# Material provided:
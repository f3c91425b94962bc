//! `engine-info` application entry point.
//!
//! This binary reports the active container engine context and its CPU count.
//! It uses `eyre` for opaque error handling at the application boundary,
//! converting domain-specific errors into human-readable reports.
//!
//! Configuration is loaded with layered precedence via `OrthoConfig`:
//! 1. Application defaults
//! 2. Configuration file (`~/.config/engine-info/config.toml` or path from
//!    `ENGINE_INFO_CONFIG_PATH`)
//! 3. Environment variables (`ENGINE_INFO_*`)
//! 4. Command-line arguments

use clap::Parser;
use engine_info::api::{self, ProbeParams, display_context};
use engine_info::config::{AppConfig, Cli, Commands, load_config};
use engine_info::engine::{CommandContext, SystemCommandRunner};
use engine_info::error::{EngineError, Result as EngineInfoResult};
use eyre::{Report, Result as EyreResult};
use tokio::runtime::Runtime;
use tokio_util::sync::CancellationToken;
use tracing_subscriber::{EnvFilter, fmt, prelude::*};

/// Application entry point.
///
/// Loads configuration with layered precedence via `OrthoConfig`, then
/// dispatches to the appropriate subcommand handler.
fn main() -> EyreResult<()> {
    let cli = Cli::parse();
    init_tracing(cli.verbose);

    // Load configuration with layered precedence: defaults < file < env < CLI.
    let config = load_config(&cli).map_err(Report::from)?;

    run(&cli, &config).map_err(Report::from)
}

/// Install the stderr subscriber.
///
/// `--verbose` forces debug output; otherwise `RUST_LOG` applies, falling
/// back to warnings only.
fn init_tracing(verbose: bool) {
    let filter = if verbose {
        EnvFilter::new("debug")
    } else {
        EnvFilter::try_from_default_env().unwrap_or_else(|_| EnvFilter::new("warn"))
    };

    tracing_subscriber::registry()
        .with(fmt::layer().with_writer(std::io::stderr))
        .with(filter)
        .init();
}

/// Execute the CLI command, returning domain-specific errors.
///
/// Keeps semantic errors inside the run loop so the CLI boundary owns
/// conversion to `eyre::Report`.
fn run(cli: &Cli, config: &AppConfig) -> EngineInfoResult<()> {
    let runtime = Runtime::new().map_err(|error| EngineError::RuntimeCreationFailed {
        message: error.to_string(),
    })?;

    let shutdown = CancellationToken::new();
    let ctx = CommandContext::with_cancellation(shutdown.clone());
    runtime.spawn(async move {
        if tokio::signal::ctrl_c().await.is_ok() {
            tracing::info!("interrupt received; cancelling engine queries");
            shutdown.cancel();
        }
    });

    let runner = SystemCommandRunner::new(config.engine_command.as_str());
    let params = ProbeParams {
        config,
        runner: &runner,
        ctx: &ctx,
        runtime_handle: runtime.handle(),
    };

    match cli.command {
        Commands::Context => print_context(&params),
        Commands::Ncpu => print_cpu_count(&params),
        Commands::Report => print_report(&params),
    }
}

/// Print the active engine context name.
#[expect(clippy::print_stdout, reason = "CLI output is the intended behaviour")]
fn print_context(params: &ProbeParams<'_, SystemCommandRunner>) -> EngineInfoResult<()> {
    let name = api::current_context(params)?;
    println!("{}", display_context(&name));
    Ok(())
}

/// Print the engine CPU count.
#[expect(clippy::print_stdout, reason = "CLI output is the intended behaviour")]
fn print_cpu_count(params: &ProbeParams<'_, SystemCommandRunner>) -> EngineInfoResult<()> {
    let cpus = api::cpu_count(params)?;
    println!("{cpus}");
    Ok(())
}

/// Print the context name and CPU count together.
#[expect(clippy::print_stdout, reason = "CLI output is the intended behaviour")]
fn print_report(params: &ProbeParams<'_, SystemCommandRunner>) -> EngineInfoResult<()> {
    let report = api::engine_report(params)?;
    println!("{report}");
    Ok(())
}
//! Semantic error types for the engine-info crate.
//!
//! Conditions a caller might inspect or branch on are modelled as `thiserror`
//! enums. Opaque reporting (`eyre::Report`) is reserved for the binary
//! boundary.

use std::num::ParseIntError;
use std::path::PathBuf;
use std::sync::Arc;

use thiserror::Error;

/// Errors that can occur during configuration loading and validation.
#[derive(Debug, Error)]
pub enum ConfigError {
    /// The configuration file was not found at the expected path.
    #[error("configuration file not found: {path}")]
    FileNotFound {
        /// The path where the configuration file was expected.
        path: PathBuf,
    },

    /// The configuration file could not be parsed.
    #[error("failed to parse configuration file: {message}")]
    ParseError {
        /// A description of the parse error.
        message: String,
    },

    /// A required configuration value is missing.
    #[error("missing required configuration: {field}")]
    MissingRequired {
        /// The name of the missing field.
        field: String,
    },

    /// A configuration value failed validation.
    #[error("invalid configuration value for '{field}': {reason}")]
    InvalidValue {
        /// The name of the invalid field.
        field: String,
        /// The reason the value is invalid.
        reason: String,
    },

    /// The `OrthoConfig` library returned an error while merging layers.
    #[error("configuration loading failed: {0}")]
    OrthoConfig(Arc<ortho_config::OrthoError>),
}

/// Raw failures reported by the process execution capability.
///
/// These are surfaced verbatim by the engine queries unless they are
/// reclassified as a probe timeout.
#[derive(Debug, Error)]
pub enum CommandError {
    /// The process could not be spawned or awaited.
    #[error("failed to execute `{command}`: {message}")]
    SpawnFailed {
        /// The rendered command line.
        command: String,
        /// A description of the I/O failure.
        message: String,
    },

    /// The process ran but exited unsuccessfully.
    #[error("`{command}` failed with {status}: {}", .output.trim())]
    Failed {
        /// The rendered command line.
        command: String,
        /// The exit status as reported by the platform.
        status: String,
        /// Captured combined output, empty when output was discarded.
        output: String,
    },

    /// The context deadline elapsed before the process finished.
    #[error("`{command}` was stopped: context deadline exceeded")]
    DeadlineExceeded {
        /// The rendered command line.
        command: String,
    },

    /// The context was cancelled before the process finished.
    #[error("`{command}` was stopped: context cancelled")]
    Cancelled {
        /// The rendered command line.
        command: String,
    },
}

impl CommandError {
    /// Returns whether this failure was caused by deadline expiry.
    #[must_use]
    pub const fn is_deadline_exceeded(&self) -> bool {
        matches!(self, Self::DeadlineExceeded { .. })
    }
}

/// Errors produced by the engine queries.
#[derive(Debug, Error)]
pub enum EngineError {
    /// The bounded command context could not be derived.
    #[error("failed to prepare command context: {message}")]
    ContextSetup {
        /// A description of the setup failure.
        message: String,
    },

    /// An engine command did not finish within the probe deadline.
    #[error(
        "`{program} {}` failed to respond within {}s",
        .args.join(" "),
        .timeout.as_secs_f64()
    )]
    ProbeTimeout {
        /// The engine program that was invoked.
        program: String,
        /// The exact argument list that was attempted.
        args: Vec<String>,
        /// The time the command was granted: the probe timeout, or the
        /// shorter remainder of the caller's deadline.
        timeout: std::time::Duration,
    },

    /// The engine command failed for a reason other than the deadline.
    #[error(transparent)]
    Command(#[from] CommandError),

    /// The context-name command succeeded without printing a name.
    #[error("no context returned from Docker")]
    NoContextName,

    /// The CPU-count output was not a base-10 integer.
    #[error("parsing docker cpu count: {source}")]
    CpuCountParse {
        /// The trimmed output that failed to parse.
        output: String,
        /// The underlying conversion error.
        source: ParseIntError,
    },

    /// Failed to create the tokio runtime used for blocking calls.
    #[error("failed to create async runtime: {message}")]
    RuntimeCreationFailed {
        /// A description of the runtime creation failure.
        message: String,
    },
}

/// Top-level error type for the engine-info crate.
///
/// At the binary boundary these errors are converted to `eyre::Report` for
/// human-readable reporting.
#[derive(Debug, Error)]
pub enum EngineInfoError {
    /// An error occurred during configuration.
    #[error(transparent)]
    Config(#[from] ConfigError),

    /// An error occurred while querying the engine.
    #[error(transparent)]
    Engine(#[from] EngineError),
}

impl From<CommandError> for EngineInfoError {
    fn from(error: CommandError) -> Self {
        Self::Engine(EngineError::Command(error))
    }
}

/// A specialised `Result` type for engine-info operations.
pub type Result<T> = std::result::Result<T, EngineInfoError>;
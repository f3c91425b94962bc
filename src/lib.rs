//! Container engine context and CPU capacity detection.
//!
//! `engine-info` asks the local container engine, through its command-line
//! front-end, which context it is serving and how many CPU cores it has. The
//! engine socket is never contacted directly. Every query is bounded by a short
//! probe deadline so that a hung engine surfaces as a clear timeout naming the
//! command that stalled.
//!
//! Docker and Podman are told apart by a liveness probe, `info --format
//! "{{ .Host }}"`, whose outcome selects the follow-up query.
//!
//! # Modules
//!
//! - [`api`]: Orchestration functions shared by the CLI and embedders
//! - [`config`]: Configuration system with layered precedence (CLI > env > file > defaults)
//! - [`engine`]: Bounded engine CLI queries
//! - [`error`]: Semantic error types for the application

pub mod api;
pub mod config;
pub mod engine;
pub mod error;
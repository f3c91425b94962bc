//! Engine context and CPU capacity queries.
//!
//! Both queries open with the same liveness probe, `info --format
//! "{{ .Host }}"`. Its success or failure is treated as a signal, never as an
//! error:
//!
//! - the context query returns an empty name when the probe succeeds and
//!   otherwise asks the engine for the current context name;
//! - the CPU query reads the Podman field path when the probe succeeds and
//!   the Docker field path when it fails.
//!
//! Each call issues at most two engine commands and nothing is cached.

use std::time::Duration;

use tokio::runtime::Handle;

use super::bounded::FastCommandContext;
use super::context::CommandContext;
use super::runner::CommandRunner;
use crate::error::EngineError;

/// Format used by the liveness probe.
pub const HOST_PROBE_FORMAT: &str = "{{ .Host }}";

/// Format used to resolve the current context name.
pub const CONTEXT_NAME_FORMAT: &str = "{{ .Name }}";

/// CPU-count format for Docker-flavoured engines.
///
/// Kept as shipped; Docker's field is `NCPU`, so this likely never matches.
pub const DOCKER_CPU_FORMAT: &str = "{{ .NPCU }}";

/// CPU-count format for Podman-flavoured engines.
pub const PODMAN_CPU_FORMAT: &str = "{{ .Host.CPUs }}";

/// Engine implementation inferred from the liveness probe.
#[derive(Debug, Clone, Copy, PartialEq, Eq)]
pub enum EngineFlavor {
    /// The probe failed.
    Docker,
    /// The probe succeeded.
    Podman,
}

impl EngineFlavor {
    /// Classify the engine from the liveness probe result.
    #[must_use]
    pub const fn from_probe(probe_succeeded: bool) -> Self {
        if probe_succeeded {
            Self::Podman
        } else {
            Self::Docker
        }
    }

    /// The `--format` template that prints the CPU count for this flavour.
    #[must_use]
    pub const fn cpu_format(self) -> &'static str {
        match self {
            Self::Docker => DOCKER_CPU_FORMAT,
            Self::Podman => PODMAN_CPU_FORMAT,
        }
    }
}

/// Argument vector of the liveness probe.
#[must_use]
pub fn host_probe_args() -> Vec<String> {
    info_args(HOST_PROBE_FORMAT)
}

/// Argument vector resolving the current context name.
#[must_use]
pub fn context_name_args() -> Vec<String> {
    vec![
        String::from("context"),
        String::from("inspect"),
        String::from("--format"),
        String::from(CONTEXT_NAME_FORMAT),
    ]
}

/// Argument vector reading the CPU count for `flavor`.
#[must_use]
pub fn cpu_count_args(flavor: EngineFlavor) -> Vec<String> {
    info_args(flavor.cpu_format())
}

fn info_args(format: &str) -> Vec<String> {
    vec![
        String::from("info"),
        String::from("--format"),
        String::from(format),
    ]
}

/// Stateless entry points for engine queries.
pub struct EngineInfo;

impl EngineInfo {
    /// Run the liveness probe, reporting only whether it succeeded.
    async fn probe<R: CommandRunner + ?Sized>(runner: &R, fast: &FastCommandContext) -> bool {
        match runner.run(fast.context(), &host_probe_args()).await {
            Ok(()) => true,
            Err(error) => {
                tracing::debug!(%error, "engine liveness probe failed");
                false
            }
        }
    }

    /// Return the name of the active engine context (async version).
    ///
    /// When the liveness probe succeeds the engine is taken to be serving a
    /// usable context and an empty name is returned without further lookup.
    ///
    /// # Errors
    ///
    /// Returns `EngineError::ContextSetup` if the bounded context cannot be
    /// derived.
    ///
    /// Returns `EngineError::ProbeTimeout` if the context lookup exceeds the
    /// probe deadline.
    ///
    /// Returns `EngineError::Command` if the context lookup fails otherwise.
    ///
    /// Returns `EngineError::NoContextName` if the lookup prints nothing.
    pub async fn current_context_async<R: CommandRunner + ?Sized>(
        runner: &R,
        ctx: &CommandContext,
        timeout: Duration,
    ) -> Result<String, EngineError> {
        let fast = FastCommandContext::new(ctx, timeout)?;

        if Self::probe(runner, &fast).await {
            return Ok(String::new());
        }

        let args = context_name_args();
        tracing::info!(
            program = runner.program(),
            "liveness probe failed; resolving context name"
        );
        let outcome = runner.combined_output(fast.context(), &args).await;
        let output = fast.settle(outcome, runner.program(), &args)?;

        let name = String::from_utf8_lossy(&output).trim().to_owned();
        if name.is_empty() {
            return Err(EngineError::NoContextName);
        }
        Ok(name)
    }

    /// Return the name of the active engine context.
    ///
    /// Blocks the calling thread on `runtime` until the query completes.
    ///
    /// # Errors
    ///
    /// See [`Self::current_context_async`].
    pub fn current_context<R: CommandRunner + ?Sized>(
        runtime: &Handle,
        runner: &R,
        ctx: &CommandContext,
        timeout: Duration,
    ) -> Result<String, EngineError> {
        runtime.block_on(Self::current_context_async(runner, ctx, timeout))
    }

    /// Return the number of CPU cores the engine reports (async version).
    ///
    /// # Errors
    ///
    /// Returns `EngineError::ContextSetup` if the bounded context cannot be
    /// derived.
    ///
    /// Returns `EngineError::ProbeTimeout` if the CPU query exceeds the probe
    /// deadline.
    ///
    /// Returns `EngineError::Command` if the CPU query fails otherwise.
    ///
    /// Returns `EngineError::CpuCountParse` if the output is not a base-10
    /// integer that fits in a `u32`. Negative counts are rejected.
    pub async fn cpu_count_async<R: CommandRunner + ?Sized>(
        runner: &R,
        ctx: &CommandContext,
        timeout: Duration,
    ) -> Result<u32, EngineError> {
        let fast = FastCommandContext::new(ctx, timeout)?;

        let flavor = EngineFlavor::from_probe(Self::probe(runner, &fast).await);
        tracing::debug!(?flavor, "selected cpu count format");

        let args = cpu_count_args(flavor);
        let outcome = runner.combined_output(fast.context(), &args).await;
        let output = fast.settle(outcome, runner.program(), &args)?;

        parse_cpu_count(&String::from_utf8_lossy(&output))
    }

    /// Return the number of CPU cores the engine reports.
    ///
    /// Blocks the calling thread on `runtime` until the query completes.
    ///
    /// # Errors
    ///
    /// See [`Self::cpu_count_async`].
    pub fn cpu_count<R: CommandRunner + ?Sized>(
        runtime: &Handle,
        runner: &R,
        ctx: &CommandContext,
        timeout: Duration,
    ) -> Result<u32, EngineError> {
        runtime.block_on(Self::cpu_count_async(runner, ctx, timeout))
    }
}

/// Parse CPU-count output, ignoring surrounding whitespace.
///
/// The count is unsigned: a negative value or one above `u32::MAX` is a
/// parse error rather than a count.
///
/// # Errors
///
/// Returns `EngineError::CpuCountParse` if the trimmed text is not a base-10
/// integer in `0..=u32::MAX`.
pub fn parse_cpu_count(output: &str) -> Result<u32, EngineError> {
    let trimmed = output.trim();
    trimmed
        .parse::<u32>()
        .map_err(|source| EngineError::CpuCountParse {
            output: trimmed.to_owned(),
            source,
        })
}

# Task statement:
If a line in the records has the word "entry", copy that line.

# Your solution:
//! `engine-info` application entry point.
/// Application entry point.
/// Stateless entry points for engine queries.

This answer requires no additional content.